Segment Start: INPUT FOR THIS TASK
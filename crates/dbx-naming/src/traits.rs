use async_trait::async_trait;
use dbx_types::Address;

use crate::error::NamingResult;

/// Naming collaborator: binds human-readable names to content addresses.
///
/// Two namespaces are exposed. `publish`/`resolve` manage the session
/// account's own mutable name. `anchor`/`lookup_binding` manage arbitrary
/// names recorded in the append-only ledger.
#[async_trait]
pub trait NameService: Send + Sync {
    /// Point the session account's name at `address`. Returns that name.
    async fn publish(&self, address: &Address) -> NamingResult<String>;

    /// Address currently published under `name`.
    async fn resolve(&self, name: &str) -> NamingResult<Address>;

    /// Durably bind `name` to `address`.
    ///
    /// Returns `false` when the ledger refuses the binding, e.g. because the
    /// name belongs to another account. Re-anchoring the current binding is
    /// a no-op that returns `true`.
    async fn anchor(&self, name: &str, address: &Address) -> NamingResult<bool>;

    /// Address currently anchored under `name`.
    async fn lookup_binding(&self, name: &str) -> NamingResult<Address>;
}
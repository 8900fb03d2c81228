//! HuePick Color - conversions between HSL, HSV and RGB.
//!
//! All values are immutable `Copy` types built through clamping
//! constructors, and every conversion is a pure, total function:
//! - `component`: normalized and 8-bit component encodings
//! - `model`: the `Hsl`, `Hsv`, `Rgb` and `Rgb24` color models
//! - `convert`: conversions between the models
//! - `canonical`: order-independent JSON keys for comparing colors

pub mod canonical;
pub mod component;
pub mod convert;
pub mod error;
pub mod model;

pub use canonical::{color_as_str, ColorKey};
pub use component::{component_8bit, normalized_component, Component8Bit, NormalizedComponent};
pub use convert::{hsl_to_rgb, hsv_to_rgb, rgb_as_rgb24, rgb_from_rgb24, rgb_to_hsl};
pub use error::{ColorError, ColorResult};
pub use model::{Hsl, Hsv, NormalizedColorModel, Rgb, Rgb24};
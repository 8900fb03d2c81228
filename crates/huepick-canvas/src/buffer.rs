//! RGBA8 pixel buffers in CPU memory.

use std::str::FromStr;

use serde::{Deserialize, Serialize};

use crate::error::{CanvasError, CanvasResult};

/// Bytes per RGBA8 pixel.
pub const BYTES_PER_PIXEL: usize = 4;

/// A rectangular chunk of a pixel buffer.
#[derive(Debug, Clone, Copy, PartialEq, Eq, Hash, Serialize, Deserialize)]
pub struct Region {
    pub x: u32,
    pub y: u32,
    pub width: u32,
    pub height: u32,
}

impl Region {
    pub const fn new(x: u32, y: u32, width: u32, height: u32) -> Self {
        Self {
            x,
            y,
            width,
            height,
        }
    }

    /// Whether this region lies entirely inside a `width` x `height` buffer.
    pub fn fits(&self, width: u32, height: u32) -> bool {
        let right = u64::from(self.x) + u64::from(self.width);
        let bottom = u64::from(self.y) + u64::from(self.height);
        right <= u64::from(width) && bottom <= u64::from(height)
    }
}

impl FromStr for Region {
    type Err = CanvasError;

    /// Parse `X,Y,WIDTH,HEIGHT`.
    fn from_str(s: &str) -> Result<Self, Self::Err> {
        let invalid = || CanvasError::InvalidRegion(s.to_string());
        let parts = s
            .split(',')
            .map(|part| part.trim().parse::<u32>().map_err(|_| invalid()))
            .collect::<CanvasResult<Vec<_>>>()?;
        match parts.as_slice() {
            &[x, y, width, height] => Ok(Self::new(x, y, width, height)),
            _ => Err(invalid()),
        }
    }
}

/// Row-major RGBA8 pixel data, 4 bytes per pixel, no row padding.
#[derive(Debug, Clone, PartialEq, Eq)]
pub struct PixelBuffer {
    width: u32,
    height: u32,
    data: Vec<u8>,
}

impl PixelBuffer {
    /// Create a zero-filled (transparent black) buffer.
    pub fn new(width: u32, height: u32) -> CanvasResult<Self> {
        Ok(Self {
            width,
            height,
            data: vec![0u8; byte_len(width, height)?],
        })
    }

    /// Wrap existing RGBA8 bytes.
    pub fn from_raw(width: u32, height: u32, data: Vec<u8>) -> CanvasResult<Self> {
        let expected = byte_len(width, height)?;
        if data.len() != expected {
            return Err(CanvasError::DimensionMismatch {
                expected,
                got: data.len(),
            });
        }
        Ok(Self {
            width,
            height,
            data,
        })
    }

    #[inline]
    pub fn width(&self) -> u32 {
        self.width
    }

    #[inline]
    pub fn height(&self) -> u32 {
        self.height
    }

    #[inline]
    pub fn pixel_count(&self) -> usize {
        self.width as usize * self.height as usize
    }

    #[inline]
    pub fn is_empty(&self) -> bool {
        self.data.is_empty()
    }

    pub fn as_bytes(&self) -> &[u8] {
        &self.data
    }

    pub fn into_bytes(self) -> Vec<u8> {
        self.data
    }

    /// All pixels in row-major order.
    pub fn pixels(&self) -> &[[u8; 4]] {
        bytemuck::cast_slice(&self.data)
    }

    pub fn pixels_mut(&mut self) -> &mut [[u8; 4]] {
        bytemuck::cast_slice_mut(&mut self.data)
    }

    /// Pixels of row `y`.
    pub fn row(&self, y: u32) -> Option<&[[u8; 4]]> {
        if y >= self.height {
            return None;
        }
        let start = y as usize * self.width as usize;
        Some(&self.pixels()[start..start + self.width as usize])
    }

    pub fn pixel(&self, x: u32, y: u32) -> Option<[u8; 4]> {
        self.index(x, y).map(|i| self.pixels()[i])
    }

    /// Write one pixel. Returns `false` if `(x, y)` is outside the buffer.
    pub fn set_pixel(&mut self, x: u32, y: u32, rgba: [u8; 4]) -> bool {
        match self.index(x, y) {
            Some(i) => {
                self.pixels_mut()[i] = rgba;
                true
            }
            None => false,
        }
    }

    /// Copy out a rectangular chunk.
    pub fn region(&self, region: Region) -> CanvasResult<PixelBuffer> {
        if !region.fits(self.width, self.height) {
            return Err(CanvasError::RegionOutOfBounds {
                x: region.x,
                y: region.y,
                width: region.width,
                height: region.height,
                buffer_width: self.width,
                buffer_height: self.height,
            });
        }

        let mut data = Vec::with_capacity(byte_len(region.width, region.height)?);
        let row_start = region.x as usize * BYTES_PER_PIXEL;
        let row_len = region.width as usize * BYTES_PER_PIXEL;
        let stride = self.width as usize * BYTES_PER_PIXEL;
        for y in region.y..region.y + region.height {
            let start = y as usize * stride + row_start;
            data.extend_from_slice(&self.data[start..start + row_len]);
        }

        Ok(Self {
            width: region.width,
            height: region.height,
            data,
        })
    }

    fn index(&self, x: u32, y: u32) -> Option<usize> {
        (x < self.width && y < self.height).then(|| y as usize * self.width as usize + x as usize)
    }
}

/// Byte size of a `width` x `height` RGBA8 buffer, or `TooLarge` on overflow.
fn byte_len(width: u32, height: u32) -> CanvasResult<usize> {
    (width as usize)
        .checked_mul(height as usize)
        .and_then(|pixels| pixels.checked_mul(BYTES_PER_PIXEL))
        .ok_or(CanvasError::TooLarge { width, height })
}
//! Application configuration, persisted as JSON.

use std::path::{Path, PathBuf};

use anyhow::{Context, Result};
use serde::{Deserialize, Serialize};

/// Directory name under the platform config dir.
pub const CONFIG_DIR: &str = "huepick";
/// Config file name inside [`CONFIG_DIR`].
pub const CONFIG_FILE: &str = "config.json";
/// Environment variable that overrides `log_filter`.
pub const LOG_ENV: &str = "HUEPICK_LOG";

/// Top-level configuration. Missing fields take their defaults.
#[derive(Debug, Clone, PartialEq, Eq, Serialize, Deserialize)]
#[serde(default)]
pub struct AppConfig {
    /// `tracing` filter directive, e.g. `"info"` or `"huepick_canvas=debug"`.
    pub log_filter: String,
    /// Default gradient size.
    pub gradient: GradientConfig,
    /// Print reports as JSON unless told otherwise.
    pub json_output: bool,
}

impl Default for AppConfig {
    fn default() -> Self {
        Self {
            log_filter: "info".to_string(),
            gradient: GradientConfig::default(),
            json_output: false,
        }
    }
}

#[derive(Debug, Clone, Copy, PartialEq, Eq, Serialize, Deserialize)]
#[serde(default)]
pub struct GradientConfig {
    pub width: u32,
    pub height: u32,
}

impl Default for GradientConfig {
    fn default() -> Self {
        // One column per degree of hue
        Self {
            width: 360,
            height: 100,
        }
    }
}

impl AppConfig {
    /// `<config_dir>/huepick/config.json`, if the platform has a config dir.
    pub fn default_path() -> Option<PathBuf> {
        dirs::config_dir().map(|dir| dir.join(CONFIG_DIR).join(CONFIG_FILE))
    }

    /// Pick the config file to read: the explicit path if given, otherwise
    /// the default path when that file exists.
    pub fn resolve_path(explicit: Option<&Path>) -> Option<PathBuf> {
        match explicit {
            Some(path) => Some(path.to_path_buf()),
            None => Self::default_path().filter(|path| path.is_file()),
        }
    }

    /// Load from `path`, or return defaults when there is nothing to load.
    pub fn load(path: Option<&Path>) -> Result<Self> {
        match path {
            Some(path) => Self::load_from_file(path),
            None => Ok(Self::default()),
        }
    }

    pub fn load_from_file(path: &Path) -> Result<Self> {
        let data = std::fs::read(path)
            .with_context(|| format!("failed to read config {}", path.display()))?;
        Self::from_json(&data).with_context(|| format!("invalid config {}", path.display()))
    }

    pub fn from_json(data: &[u8]) -> Result<Self> {
        Ok(serde_json::from_slice(data)?)
    }

    pub fn to_json(&self) -> Result<Vec<u8>> {
        Ok(serde_json::to_vec_pretty(self)?)
    }
}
Segment End: INPUT FOR THIS TASK
**ASSIGNMENT**.
Write out every line of the data that holds the word "defaults".

**TASK OUTPUT**.
/// Top-level configuration. Missing fields take their defaults.
    /// Load from `path`, or return defaults when there is nothing to load.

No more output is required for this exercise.